> Task instructions
Search the data for "state". Return each matching line.
━━━━━ Given information
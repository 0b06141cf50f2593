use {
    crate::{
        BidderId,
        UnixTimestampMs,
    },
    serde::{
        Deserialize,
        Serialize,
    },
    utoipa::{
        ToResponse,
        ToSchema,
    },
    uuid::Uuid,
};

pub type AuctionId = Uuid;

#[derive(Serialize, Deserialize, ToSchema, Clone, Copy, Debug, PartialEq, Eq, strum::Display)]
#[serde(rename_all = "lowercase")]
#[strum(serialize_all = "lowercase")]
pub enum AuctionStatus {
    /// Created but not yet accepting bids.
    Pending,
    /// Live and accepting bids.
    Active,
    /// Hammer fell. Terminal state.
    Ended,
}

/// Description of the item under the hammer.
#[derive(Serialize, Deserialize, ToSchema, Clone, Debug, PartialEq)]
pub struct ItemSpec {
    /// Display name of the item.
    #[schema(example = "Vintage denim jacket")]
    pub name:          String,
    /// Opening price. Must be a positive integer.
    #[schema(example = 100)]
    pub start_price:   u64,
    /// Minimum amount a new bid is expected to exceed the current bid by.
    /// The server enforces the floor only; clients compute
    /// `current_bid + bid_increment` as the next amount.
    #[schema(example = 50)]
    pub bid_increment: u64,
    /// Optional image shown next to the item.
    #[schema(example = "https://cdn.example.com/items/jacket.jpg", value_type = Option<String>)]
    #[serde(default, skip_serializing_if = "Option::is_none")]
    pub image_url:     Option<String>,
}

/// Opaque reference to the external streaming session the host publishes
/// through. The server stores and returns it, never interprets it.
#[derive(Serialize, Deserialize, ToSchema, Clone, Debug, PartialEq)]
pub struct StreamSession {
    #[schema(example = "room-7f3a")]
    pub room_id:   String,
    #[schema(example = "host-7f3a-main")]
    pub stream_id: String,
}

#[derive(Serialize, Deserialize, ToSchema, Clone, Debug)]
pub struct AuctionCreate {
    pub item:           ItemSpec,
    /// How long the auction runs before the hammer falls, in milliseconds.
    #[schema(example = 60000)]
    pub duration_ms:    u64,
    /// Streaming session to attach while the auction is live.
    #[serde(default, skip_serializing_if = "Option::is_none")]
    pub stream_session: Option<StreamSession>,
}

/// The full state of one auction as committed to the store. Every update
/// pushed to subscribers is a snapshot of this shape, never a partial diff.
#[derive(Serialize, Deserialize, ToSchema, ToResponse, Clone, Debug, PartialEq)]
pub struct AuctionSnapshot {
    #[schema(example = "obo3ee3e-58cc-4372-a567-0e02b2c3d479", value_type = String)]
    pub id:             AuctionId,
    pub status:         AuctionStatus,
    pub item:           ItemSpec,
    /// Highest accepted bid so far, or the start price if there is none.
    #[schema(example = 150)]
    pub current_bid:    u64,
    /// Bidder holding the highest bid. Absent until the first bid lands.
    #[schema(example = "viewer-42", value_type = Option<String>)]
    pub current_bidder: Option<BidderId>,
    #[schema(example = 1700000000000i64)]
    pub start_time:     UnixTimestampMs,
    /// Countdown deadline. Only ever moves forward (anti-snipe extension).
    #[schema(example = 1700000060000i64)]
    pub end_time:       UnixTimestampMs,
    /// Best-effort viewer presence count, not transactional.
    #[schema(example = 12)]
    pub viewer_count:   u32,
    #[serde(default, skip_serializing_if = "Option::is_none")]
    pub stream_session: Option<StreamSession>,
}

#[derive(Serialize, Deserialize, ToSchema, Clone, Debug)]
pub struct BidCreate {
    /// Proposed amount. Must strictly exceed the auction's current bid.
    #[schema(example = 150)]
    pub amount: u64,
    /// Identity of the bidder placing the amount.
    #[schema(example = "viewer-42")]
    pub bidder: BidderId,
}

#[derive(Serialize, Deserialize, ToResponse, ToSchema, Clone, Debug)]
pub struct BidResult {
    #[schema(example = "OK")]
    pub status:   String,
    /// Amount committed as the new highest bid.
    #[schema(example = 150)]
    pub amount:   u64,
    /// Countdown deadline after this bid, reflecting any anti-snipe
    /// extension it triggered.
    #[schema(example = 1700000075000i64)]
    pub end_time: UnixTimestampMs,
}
━━━━━━━━━━
> Solution
    /// Hammer fell. Terminal state.
/// The full state of one auction as committed to the store. Every update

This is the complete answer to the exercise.